Emisi Karbon Tahun Ini Capai Rekor Tertinggi
Emisi karbon global dari bahan bakar fosil tahun ini capai 36,8 miliar ton.
REPUBLIKA.CO.ID, JAKARTA -- Emisi karbon global kembali mencapai rekor tertinggi pada tahun 2023, bahkan setelah Amerika Serikat dan Uni Eropa mengurangi emisi bahan bakar fosil. Hal ini merujuk pada sebuah studi yang diterbitkan oleh Global Carbon Budget.
Menurut studi itu, emisi karbon global dari bahan bakar fosil tahun ini diproyeksikan mencapai 36,8 miliar ton meningkat 1,1 persen dari tahun 2022. Laporan yang disusun oleh tim peneliti iklim internasional dari lebih dari 90 universitas ini menyatakan bahwa waktu kita semakin menipis untuk menghindari dampak-dampak terburuk dari perubahan iklim.
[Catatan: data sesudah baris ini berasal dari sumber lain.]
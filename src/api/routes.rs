use std::sync::Arc;

use axum::Router;
use axum::extract::Request;
use axum::http::{HeaderValue, Method, StatusCode, header};
use axum::middleware::{self, Next};
use axum::response::{IntoResponse, Response};
use axum::routing::{delete, get, post};

use super::handlers;
use crate::domain::FixedPoint;
use crate::engine::AtmProcessor;
use crate::storage::{ConcurrentAccountStore, InMemoryTransactionLog, PersistenceMode};

/// Processor behind the HTTP service
pub type AtmService = AtmProcessor<
    FixedPoint,
    ConcurrentAccountStore<FixedPoint>,
    InMemoryTransactionLog<FixedPoint>,
    PersistenceMode,
>;

#[derive(Clone)]
pub struct AppState {
    pub atm: Arc<AtmService>,
}

impl AppState {
    pub fn new(atm: AtmService) -> Self {
        Self { atm: Arc::new(atm) }
    }
}

/// Full application router, every route nested under `/api`
pub fn build_router(state: AppState) -> Router {
    let api = Router::new()
        .route("/insertCard", post(handlers::insert_card))
        .route("/verifyBiometric", post(handlers::verify_biometric))
        .route("/verifyPin", post(handlers::verify_pin))
        .route("/transaction", post(handlers::transaction))
        .route("/balance/:card_number", get(handlers::balance))
        .route("/transactions", get(handlers::transactions))
        .route("/transactions/export", get(handlers::export_transactions))
        .route("/ejectCard", post(handlers::eject_card))
        .route("/status", get(handlers::status))
        .route("/accounts", get(handlers::accounts))
        .route("/accounts/add", post(handlers::add_account))
        .route(
            "/accounts/delete/:card_number",
            delete(handlers::delete_account),
        );

    Router::new()
        .nest("/api", api)
        .layer(middleware::from_fn(cors_middleware))
        .with_state(state)
}

/// Permissive CORS; preflight requests are answered without routing
async fn cors_middleware(req: Request, next: Next) -> Response {
    let mut resp = if req.method() == Method::OPTIONS {
        StatusCode::NO_CONTENT.into_response()
    } else {
        next.run(req).await
    };

    let headers = resp.headers_mut();
    headers.insert(
        header::ACCESS_CONTROL_ALLOW_ORIGIN,
        HeaderValue::from_static("*"),
    );
    headers.insert(
        header::ACCESS_CONTROL_ALLOW_METHODS,
        HeaderValue::from_static("GET,POST,DELETE,OPTIONS"),
    );
    headers.insert(
        header::ACCESS_CONTROL_ALLOW_HEADERS,
        HeaderValue::from_static("content-type"),
    );
    resp
}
Peningkatan global terjadi bahkan setelah pengurangan emisi yang cukup besar dari Uni Eropa dan Amerika Serikat, masing-masing menurun sebesar 7,4 persen dan 3 persen. Namun, emisi dari India diproyeksikan akan meningkat sebesar 8,2 persen, dan emisi dari China diperkirakan akan meningkat sebesar 4 persen.
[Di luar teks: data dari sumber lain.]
use axum::extract::rejection::{JsonRejection, QueryRejection};
use axum::http::StatusCode;
use axum::response::{IntoResponse, Response};
use thiserror::Error;
use tracing::{error, warn};

use super::response::ApiResponse;
use crate::domain::DomainError;
use crate::engine::EngineError;
use crate::io::IoError;

/// Failures surfaced by HTTP handlers
///
/// Business-rule failures are HTTP 200 with `success: false`; only malformed
/// requests and internal faults change the status code.
#[derive(Error, Debug)]
pub enum ApiError {
    #[error(transparent)]
    Engine(#[from] EngineError),

    #[error("Invalid request body.")]
    Body(#[from] JsonRejection),

    #[error("Invalid query string.")]
    Query(#[from] QueryRejection),

    #[error("Failed to export transactions.")]
    Export(#[from] IoError),
}

impl From<DomainError> for ApiError {
    fn from(err: DomainError) -> Self {
        Self::Engine(EngineError::Domain(err))
    }
}

impl ApiError {
    pub fn status(&self) -> StatusCode {
        match self {
            Self::Engine(EngineError::Domain(_)) => StatusCode::OK,
            Self::Body(_) | Self::Query(_) => StatusCode::BAD_REQUEST,
            Self::Engine(_) | Self::Export(_) => StatusCode::INTERNAL_SERVER_ERROR,
        }
    }
}

impl IntoResponse for ApiError {
    fn into_response(self) -> Response {
        let status = self.status();
        let message = match &self {
            Self::Body(rejection) => {
                warn!(error = %rejection, "Rejected request body");
                self.to_string()
            }
            Self::Query(rejection) => {
                warn!(error = %rejection, "Rejected query string");
                self.to_string()
            }
            Self::Engine(EngineError::Domain(e)) => e.to_string(),
            Self::Engine(e) => {
                error!(error = %e, "Request failed");
                "Internal server error.".to_string()
            }
            Self::Export(e) => {
                error!(error = %e, "Transaction export failed");
                self.to_string()
            }
        };

        (status, ApiResponse::failure(message)).into_response()
    }
}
Menurut Global Carbon Budget, emisi sebagian besar stabil dalam 10 tahun terakhir. Dunia tidak mengalami peningkatan yang signifikan dibandingkan dengan tahun 2022, yang juga mengalami peningkatan emisi sebesar satu persen. Namun, para ahli mengatakan bahwa stabilisasi ini tidak akan cukup untuk memastikan emisi tidak melampaui ambang batas 1,5 derajat Celcius.
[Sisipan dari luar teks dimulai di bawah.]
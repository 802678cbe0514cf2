use std::fmt;
use std::str::FromStr;

use chrono::{DateTime, Utc};
use serde::{Deserialize, Serialize};
use sha2::{Digest, Sha256};

use super::amount::AmountType;
use super::error::DomainError;

/// Transaction types offered at the ATM
#[derive(Debug, Clone, Copy, PartialEq, Eq, Hash, Serialize, Deserialize)]
#[serde(rename_all = "lowercase")]
pub enum TransactionKind {
    Withdraw,
    Deposit,
    Balance,
}

impl TransactionKind {
    pub fn as_str(&self) -> &'static str {
        match self {
            Self::Withdraw => "withdraw",
            Self::Deposit => "deposit",
            Self::Balance => "balance",
        }
    }

    /// Whether this kind moves money (and therefore needs an amount and a log record)
    pub fn moves_funds(&self) -> bool {
        !matches!(self, Self::Balance)
    }
}

impl fmt::Display for TransactionKind {
    fn fmt(&self, f: &mut fmt::Formatter<'_>) -> fmt::Result {
        f.write_str(self.as_str())
    }
}

impl FromStr for TransactionKind {
    type Err = DomainError;

    fn from_str(s: &str) -> Result<Self, Self::Err> {
        match s.trim().to_lowercase().as_str() {
            "withdraw" => Ok(Self::Withdraw),
            "deposit" => Ok(Self::Deposit),
            "balance" => Ok(Self::Balance),
            _ => Err(DomainError::InvalidTransactionType(s.to_string())),
        }
    }
}

#[derive(Debug, Clone, Copy, PartialEq, Eq, Serialize, Deserialize)]
#[serde(rename_all = "lowercase")]
pub enum TransactionStatus {
    Success,
    Failed,
}

impl TransactionStatus {
    pub fn as_str(&self) -> &'static str {
        match self {
            Self::Success => "success",
            Self::Failed => "failed",
        }
    }
}

/// Immutable record of a settled transaction (append-only log entry)
#[derive(Debug, Clone, PartialEq, Eq, Serialize, Deserialize)]
#[serde(rename_all = "camelCase")]
pub struct TransactionRecord<A: AmountType> {
    pub tx_id: String,
    pub card_number: String,
    pub tx_type: TransactionKind,
    #[serde(bound = "")]
    pub amount: A,
    #[serde(with = "iso_millis")]
    pub timestamp: DateTime<Utc>,
    pub status: TransactionStatus,
}

impl<A: AmountType> TransactionRecord<A> {
    /// Create a successful record stamped at `at`
    pub fn settled(
        card_number: impl Into<String>,
        tx_type: TransactionKind,
        amount: A,
        at: DateTime<Utc>,
    ) -> Self {
        let card_number = card_number.into();
        Self {
            tx_id: transaction_digest(&card_number, tx_type, amount, at),
            card_number,
            tx_type,
            amount,
            timestamp: at,
            status: TransactionStatus::Success,
        }
    }
}

/// A validated request to run one transaction against a card
#[derive(Debug, Clone, PartialEq, Eq)]
pub struct TransactionRequest<A: AmountType> {
    pub card_number: String,
    pub kind: TransactionKind,
    /// Required for withdraw/deposit, ignored for balance
    pub amount: Option<A>,
}

/// Hex SHA-256 over card number, type, amount and timestamp
///
/// A log key only; it carries no idempotency or security meaning.
pub fn transaction_digest<A: AmountType>(
    card_number: &str,
    tx_type: TransactionKind,
    amount: A,
    at: DateTime<Utc>,
) -> String {
    let mut hasher = Sha256::new();
    hasher.update(card_number.as_bytes());
    hasher.update(tx_type.as_str().as_bytes());
    hasher.update(amount.to_decimal_string().as_bytes());
    hasher.update(iso_millis::format(&at).as_bytes());
    format!("{:x}", hasher.finalize())
}

/// ISO-8601 UTC timestamps with millisecond precision (`2024-05-01T10:00:00.000Z`)
pub mod iso_millis {
    use chrono::{DateTime, SecondsFormat, Utc};
    use serde::{Deserialize, Deserializer, Serializer};

    pub fn format(at: &DateTime<Utc>) -> String {
        at.to_rfc3339_opts(SecondsFormat::Millis, true)
    }

    pub fn serialize<S: Serializer>(at: &DateTime<Utc>, serializer: S) -> Result<S::Ok, S::Error> {
        serializer.serialize_str(&format(at))
    }

    pub fn deserialize<'de, D: Deserializer<'de>>(deserializer: D) -> Result<DateTime<Utc>, D::Error> {
        let text = String::deserialize(deserializer)?;
        DateTime::parse_from_rfc3339(&text)
            .map(|at| at.with_timezone(&Utc))
            .map_err(serde::de::Error::custom)
    }
}

#[cfg(test)]
mod tests {
    use super::*;
    use crate::domain::amount::FixedPoint;
    use chrono::TimeZone;

    fn fixed_time() -> DateTime<Utc> {
        Utc.with_ymd_and_hms(2024, 5, 1, 10, 0, 0).unwrap()
    }

    #[test]
    fn kind_parses_case_insensitively() {
        assert_eq!(
            "withdraw".parse::<TransactionKind>(),
            Ok(TransactionKind::Withdraw)
        );
        assert_eq!(
            " Deposit ".parse::<TransactionKind>(),
            Ok(TransactionKind::Deposit)
        );
        assert_eq!(
            "BALANCE".parse::<TransactionKind>(),
            Ok(TransactionKind::Balance)
        );
    }

    #[test]
    fn unknown_kind_is_rejected() {
        assert_eq!(
            "transfer".parse::<TransactionKind>(),
            Err(DomainError::InvalidTransactionType("transfer".to_string()))
        );
    }

    #[test]
    fn only_balance_leaves_funds_alone() {
        assert!(TransactionKind::Withdraw.moves_funds());
        assert!(TransactionKind::Deposit.moves_funds());
        assert!(!TransactionKind::Balance.moves_funds());
    }

    #[test]
    fn settled_record_is_successful() {
        let record = TransactionRecord::settled(
            "1111222233334444",
            TransactionKind::Withdraw,
            FixedPoint::from_whole_units(2000),
            fixed_time(),
        );

        assert_eq!(record.status, TransactionStatus::Success);
        assert_eq!(record.tx_type, TransactionKind::Withdraw);
        assert_eq!(record.tx_id.len(), 64);
        assert!(record.tx_id.chars().all(|c| c.is_ascii_hexdigit()));
    }

    #[test]
    fn digest_depends_on_every_input() {
        let amount = FixedPoint::from_whole_units(100);
        let base = transaction_digest("1111222233334444", TransactionKind::Deposit, amount, fixed_time());

        assert_eq!(
            base,
            transaction_digest("1111222233334444", TransactionKind::Deposit, amount, fixed_time())
        );
        assert_ne!(
            base,
            transaction_digest("2222333344445555", TransactionKind::Deposit, amount, fixed_time())
        );
        assert_ne!(
            base,
            transaction_digest("1111222233334444", TransactionKind::Withdraw, amount, fixed_time())
        );
        assert_ne!(
            base,
            transaction_digest(
                "1111222233334444",
                TransactionKind::Deposit,
                amount,
                fixed_time() + chrono::Duration::milliseconds(1)
            )
        );
    }

    #[test]
    fn serializes_wire_shape() {
        let record = TransactionRecord::settled(
            "1111222233334444",
            TransactionKind::Deposit,
            FixedPoint::from_whole_units(1000),
            fixed_time(),
        );

        let value = serde_json::to_value(&record).unwrap();
        assert_eq!(value["txType"], "deposit");
        assert_eq!(value["status"], "success");
        assert_eq!(value["timestamp"], "2024-05-01T10:00:00.000Z");
        assert_eq!(value["cardNumber"], "1111222233334444");
        assert_eq!(value["amount"].as_f64(), Some(1000.0));

        let back: TransactionRecord<FixedPoint> = serde_json::from_value(value).unwrap();
        assert_eq!(back, record);
    }
}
Setelah itu, bumi akan mengalami kerusakan yang tidak dapat dipulihkan akibat perubahan iklim. Global Carbon Budget saat ini memperkirakan bahwa ada 50 persen kemungkinan dunia akan melampaui ambang batas 1,5 derajat Celcius hanya dalam waktu tujuh tahun.
Profesor Corinne Le Quere dari Fakultas Ilmu Lingkungan University of East Anglia mengatakan bahwa perubahan tahunan tidak cukup dalam atau cukup luas untuk mencegah perubahan iklim. "Semua negara perlu melakukan dekarbonisasi ekonomi mereka lebih cepat daripada saat ini untuk menghindari dampak yang lebih buruk dari perubahan iklim," kata Le Quere seperti dilansir Forbes, Sabtu (9/12/2023).
Studi ini dirilis saat konferensi iklim tahunan PBB, COP28, berlangsung di Uni Emirat Arab. Sultan Al Jaber, Presiden delegasi COP28 sekaligus CEO perusahaan minyak dan energi alternatif milik pemerintah UEA, telah menghadapi kritik tajam sejak konferensi dimulai. Pekan lalu, sebuah dokumen yang bocor mengungkap bahwa Al Jaber akan menggunakan konferensi ini untuk mengejar lebih banyak kesepakatan minyak dan gas alam.
Pada Ahad, komentar yang dibuat Al Jaber pada konferensi SHE Changes Climate pada tanggal 21 November mengundang kritik lebih lanjut. "Tidak ada studi, kajian ilmiah, dan skenario apapun yang mengatakan bahwa penghapusan bahan bakar fosil adalah yang akan mencapai 1,5 derajat Celcius," kata Al Jaber, dalam pernyataan yang pertama kali dilaporkan oleh Guardian.
Keyakinan presiden COP28 ini tampaknya bertentangan dengan posisi PBB dalam mencapai ambang batas tersebut.
"Sains sudah jelas mengungkap bahwa batas 1,5 derajat hanya mungkin dicapai jika kita pada akhirnya berhenti membakar semua bahan bakar fosil. Bukan mengurangi. Bukan mengurangi. Menghentikan sama sekali,” ujar Sekretaris Jenderal PBB Antonio Guterres dalam sebuah pidato di COP28.